Researchers at the University of Surrey have achieved a groundbreaking feat in artificial intelligence (AI) technology, teaching a system to predict the three-dimensional (3D) pose of dogs from two-dimensional (2D) images. Led by postgraduate research student Moira Shooter, the team utilized an innovative approach that opens doors to diverse applications, ranging from ecology to animation.
In a pioneering move, the researchers turned to the virtual world of the popular video game Grand Theft Auto to create a myriad of virtual dogs. By modding the game, they substituted the main character with eight different breeds of dogs, generating a wealth of digital canine behaviors. This initiative, dubbed DigiDogs, provided a rich dataset comprising 27,900 frames capturing various dog activities, including sitting, walking, barking, and running, across different environmental conditions.
Training AI on DigiDogs: A leap forward in predictive capabilities
Traditionally, teaching AI systems to perceive 3D information from 2D images involves providing them with knowledge about the 3D ‘ground truth,’ typically achieved through motion capture suits for humans. However, extending this approach to dogs presented a unique challenge. Undeterred, the researchers leveraged the DigiDogs dataset to train their AI model, overcoming the absence of canine motion capture data.
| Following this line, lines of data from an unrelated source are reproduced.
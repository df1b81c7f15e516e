use crate::core::quiz::QuizItem;
use derive_more::Display;
use serde::{Deserialize, Serialize};
use std::collections::BTreeMap;
use std::fmt;

#[derive(Debug, Clone, PartialEq, Eq, Serialize, Deserialize)]
pub struct Feedback {
    pub correct: bool,
    /// Text of the right option, if it could be determined.
    pub correct_text: Option<String>,
}

impl fmt::Display for Feedback {
    fn fmt(&self, f: &mut fmt::Formatter<'_>) -> fmt::Result {
        if self.correct {
            write!(f, "✅ Correct!")
        } else {
            let answer = self.correct_text.as_deref().unwrap_or("(unavailable)");
            write!(f, "❌ Incorrect. Correct answer: {answer}")
        }
    }
}

#[derive(Debug, Clone, PartialEq, Eq, Serialize, Deserialize)]
pub enum SessionStatus {
    NotStarted,
    InProgress,
    AwaitingNext(Feedback),
    Completed,
}

#[derive(Debug, Clone, PartialEq, Eq, Display)]
pub enum SessionError {
    #[display("quiz has not been started")]
    NotStarted,
    #[display("an answer was already submitted for this question")]
    AwaitingNext,
    #[display("no answer has been submitted yet")]
    NotAwaitingNext,
    #[display("quiz is already completed")]
    Completed,
    #[display("quiz is not completed yet")]
    NotCompleted,
    #[display("option {selected} is out of range for {available} options")]
    OptionOutOfRange { selected: usize, available: usize },
    #[display("question {_0} does not exist")]
    MissingQuestion(usize),
}

impl std::error::Error for SessionError {}

/// Progress of one attempt over a quiz set. The set itself is passed to every
/// transition so the caller stays the only owner of it.
#[derive(Debug, Clone, PartialEq, Eq, Serialize, Deserialize)]
pub struct QuizSession {
    pub cursor: usize,
    pub answers: BTreeMap<usize, usize>,
    pub score: usize,
    pub status: SessionStatus,
}

impl Default for QuizSession {
    fn default() -> Self {
        Self::new()
    }
}

impl QuizSession {
    pub fn new() -> Self {
        Self {
            cursor: 0,
            answers: BTreeMap::new(),
            score: 0,
            status: SessionStatus::NotStarted,
        }
    }

    /// An empty quiz completes immediately without showing a question.
    pub fn start(&mut self, quiz: &[QuizItem]) {
        self.cursor = 0;
        self.score = 0;
        self.answers.clear();
        self.status = if quiz.is_empty() {
            SessionStatus::Completed
        } else {
            SessionStatus::InProgress
        };
    }

    pub fn current<'a>(&self, quiz: &'a [QuizItem]) -> Option<&'a QuizItem> {
        match self.status {
            SessionStatus::InProgress | SessionStatus::AwaitingNext(_) => quiz.get(self.cursor),
            _ => None,
        }
    }

    /// Records the answer for the current question. A rejected call leaves the session untouched.
    pub fn submit(&mut self, quiz: &[QuizItem], selected: usize) -> Result<Feedback, SessionError> {
        match self.status {
            SessionStatus::InProgress => {}
            SessionStatus::NotStarted => return Err(SessionError::NotStarted),
            SessionStatus::AwaitingNext(_) => return Err(SessionError::AwaitingNext),
            SessionStatus::Completed => return Err(SessionError::Completed),
        }

        let item = quiz
            .get(self.cursor)
            .ok_or(SessionError::MissingQuestion(self.cursor))?;
        if selected >= item.options().len() {
            return Err(SessionError::OptionOutOfRange {
                selected,
                available: item.options().len(),
            });
        }

        let correct_index = item.resolved_correct_index();
        let is_correct = |choice: usize| correct_index == Some(choice);

        // Answering again after a review replaces the earlier answer and its point.
        if let Some(previous) = self.answers.insert(self.cursor, selected)
            && is_correct(previous)
        {
            self.score = self.score.saturating_sub(1);
        }

        let correct = is_correct(selected);
        if correct {
            self.score += 1;
        }

        let correct_text = correct_index
            .and_then(|i| item.options().get(i).cloned())
            .or_else(|| Some(item.correct_text().to_string()).filter(|t| !t.is_empty()));

        let feedback = Feedback {
            correct,
            correct_text,
        };
        self.status = SessionStatus::AwaitingNext(feedback.clone());
        Ok(feedback)
    }

    pub fn advance(&mut self, quiz: &[QuizItem]) -> Result<&SessionStatus, SessionError> {
        if !matches!(self.status, SessionStatus::AwaitingNext(_)) {
            return Err(SessionError::NotAwaitingNext);
        }

        if self.cursor + 1 < quiz.len() {
            self.cursor += 1;
            self.status = SessionStatus::InProgress;
        } else {
            self.status = SessionStatus::Completed;
        }
        Ok(&self.status)
    }

    /// Walks the questions again from the top, keeping score and answers.
    pub fn review(&mut self, quiz: &[QuizItem]) -> Result<(), SessionError> {
        if self.status != SessionStatus::Completed {
            return Err(SessionError::NotCompleted);
        }
        if quiz.is_empty() {
            return Ok(());
        }
        self.cursor = 0;
        self.status = SessionStatus::InProgress;
        Ok(())
    }

    pub fn feedback(&self) -> Option<&Feedback> {
        match &self.status {
            SessionStatus::AwaitingNext(feedback) => Some(feedback),
            _ => None,
        }
    }

    pub fn is_completed(&self) -> bool {
        self.status == SessionStatus::Completed
    }
}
Ms. Shooter emphasized the versatility of their solution, envisioning applications ranging from wildlife conservation to virtual world development. Initially trained on CGI dogs, the AI model demonstrates the potential to extrapolate 3D skeletal models from real animal photographs. This capability holds promise for various domains, enabling conservationists to identify injured wildlife and empowering artists to create more lifelike animals in virtual environments.
Future directions
Moving forward, the research team aims to refine their AI system using Meta’s DINOv2 model, ensuring its ability to predict 3D poses accurately from real dog images. By bridging the gap between virtual and real-world data, they aspire to enhance the model’s performance and broaden its applicability across diverse scenarios. Ms. Shooter emphasized the wealth of information embedded in 3D poses, underscoring their superiority over 2D photographs.
The University of Surrey’s pioneering work exemplifies the transformative potential of AI technology when coupled with innovative approaches and interdisciplinary collaboration. As AI continues to evolve, fueled by advancements in data acquisition and algorithmic sophistication, the possibilities for enhancing our understanding of the world and leveraging it for practical applications appear boundless.
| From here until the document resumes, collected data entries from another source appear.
impl Orchestrator {
    pub fn new(
        source: Arc<dyn VideoSource>,
        summaries: SummaryService,
        quizzes: QuizGenerator,
        search: Option<Arc<dyn ResourceSearch>>,
    ) -> Self {
        Self {
            source,
            summaries,
            quizzes,
            search,
            events: None,
        }
    }

    /// Wires the real collaborators: YouTube, the configured LLM and, if keyed, Tavily.
    pub fn from_config(config: &Config) -> Result<Self> {
        let generator: Arc<dyn TextGenerator> = Arc::new(OpenAiGenerator::new(config)?);
        let source = Arc::new(YoutubeSource::new(config.languages.clone())?);
        let search = config.tavily_api_key.clone().map(|key| {
            let search: Arc<dyn ResourceSearch> = Arc::new(TavilySearch::new(key));
            search
        });

        Ok(Self::new(
            source,
            SummaryService::new(generator.clone(), config.max_tokens),
            QuizGenerator::new(generator, config.max_tokens),
            search,
        ))
    }

    pub fn with_events(mut self, events: mpsc::UnboundedSender<StageEvent>) -> Self {
        self.events = Some(events);
        self
    }

    fn emit(&self, event: StageEvent) {
        if let Some(tx) = &self.events {
            let _ = tx.send(event);
        }
    }

    fn report(&self, stage: Stage, progress: f64, updates: &[StageUpdate]) {
        let failure = updates.iter().find_map(|u| match u {
            StageUpdate::Failed(message) => Some(message.clone()),
            _ => None,
        });
        match failure {
            Some(message) => {
                log::warn!("Stage {stage} failed: {message}");
                self.emit(StageEvent::Failed { stage, message });
            }
            None => self.emit(StageEvent::Finished { stage, progress }),
        }
    }

    /// Runs ingestion, then summary, quiz and resources concurrently.
    pub async fn run(&self, video_reference: &str) -> PipelineState {
        let mut state = self.ingested_state(video_reference, 0.25).await;
        if !state.has_transcript() {
            return state;
        }

        let snapshot = state.clone();
        self.emit(StageEvent::Started(Stage::Summary));
        self.emit(StageEvent::Started(Stage::Quiz));
        self.emit(StageEvent::Started(Stage::Resources));

        let (summary, quiz, resources) = tokio::join!(
            self.summarize(&snapshot),
            self.quiz(&snapshot),
            self.resources(&snapshot),
        );

        for (stage, progress, updates) in [
            (Stage::Summary, 0.5, summary),
            (Stage::Quiz, 0.75, quiz),
            (Stage::Resources, 1.0, resources),
        ] {
            self.report(stage, progress, &updates);
            for update in updates {
                state.merge(update);
            }
        }

        state
    }

    /// Ingestion followed by the quiz stage alone.
    pub async fn run_quiz_only(&self, video_reference: &str) -> PipelineState {
        let mut state = self.ingested_state(video_reference, 0.5).await;
        if !state.has_transcript() {
            return state;
        }

        self.emit(StageEvent::Started(Stage::Quiz));
        let updates = self.quiz(&state).await;
        self.report(Stage::Quiz, 1.0, &updates);
        for update in updates {
            state.merge(update);
        }
        state
    }

    async fn ingested_state(&self, video_reference: &str, progress: f64) -> PipelineState {
        let mut state = PipelineState::new(video_reference);
        let ingested = self.ingest(video_reference).await;
        self.report(Stage::Ingestion, progress, std::slice::from_ref(&ingested));
        state.merge(ingested);
        state
    }

    /// Builds a fresh quiz for an already processed video and merges it in place of the old one.
    pub async fn regenerate_quiz(&self, state: &mut PipelineState) -> QuizOutcome {
        let outcome = if state.has_transcript() {
            self.quizzes.regenerate(&state.transcript).await
        } else {
            QuizOutcome {
                quiz_items: Vec::new(),
                error: Some(format!("{QUIZ_ERROR_PREFIX}no transcript available")),
            }
        };
        state.replace_quiz(outcome.clone());
        outcome
    }

    async fn ingest(&self, video_reference: &str) -> StageUpdate {
        self.emit(StageEvent::Started(Stage::Ingestion));
        match self.source.fetch(video_reference).await {
            Ok(content) => StageUpdate::Ingested(content),
            Err(e) => StageUpdate::Failed(format!("Failed to process video: {e}")),
        }
    }

    async fn summarize(&self, state: &PipelineState) -> Vec<StageUpdate> {
        match self.summaries.summarize(&state.transcript).await {
            Ok(summary) => vec![StageUpdate::Summarized {
                summary: summary.summary,
                key_points: summary.key_points,
            }],
            Err(e) => vec![StageUpdate::Failed(format!("Error generating summary: {e}"))],
        }
    }

    async fn quiz(&self, state: &PipelineState) -> Vec<StageUpdate> {
        quiz_updates(self.quizzes.generate_quiz(&state.transcript).await)
    }

    async fn resources(&self, state: &PipelineState) -> Vec<StageUpdate> {
        let Some(search) = &self.search else {
            log::info!("No search API key configured, skipping related resources");
            return vec![StageUpdate::Resources(Vec::new())];
        };

        let topic = search_topic(&state.title, &state.transcript);
        match search.search(&topic).await {
            Ok(resources) => vec![StageUpdate::Resources(resources)],
            Err(e) => vec![
                StageUpdate::Resources(Vec::new()),
                StageUpdate::Failed(format!("Error generating resources: {e}")),
            ],
        }
    }
}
The convergence of virtual simulation, AI, and real-world data holds promise for revolutionizing numerous fields, from wildlife conservation to entertainment. The University of Surrey’s research represents a significant step forward in unlocking the predictive capabilities of AI, marking a milestone in the quest for harnessing technology to address complex challenges and unlock new opportunities. With continued innovation and collaboration, the future of AI holds immense potential to reshape our world for the better.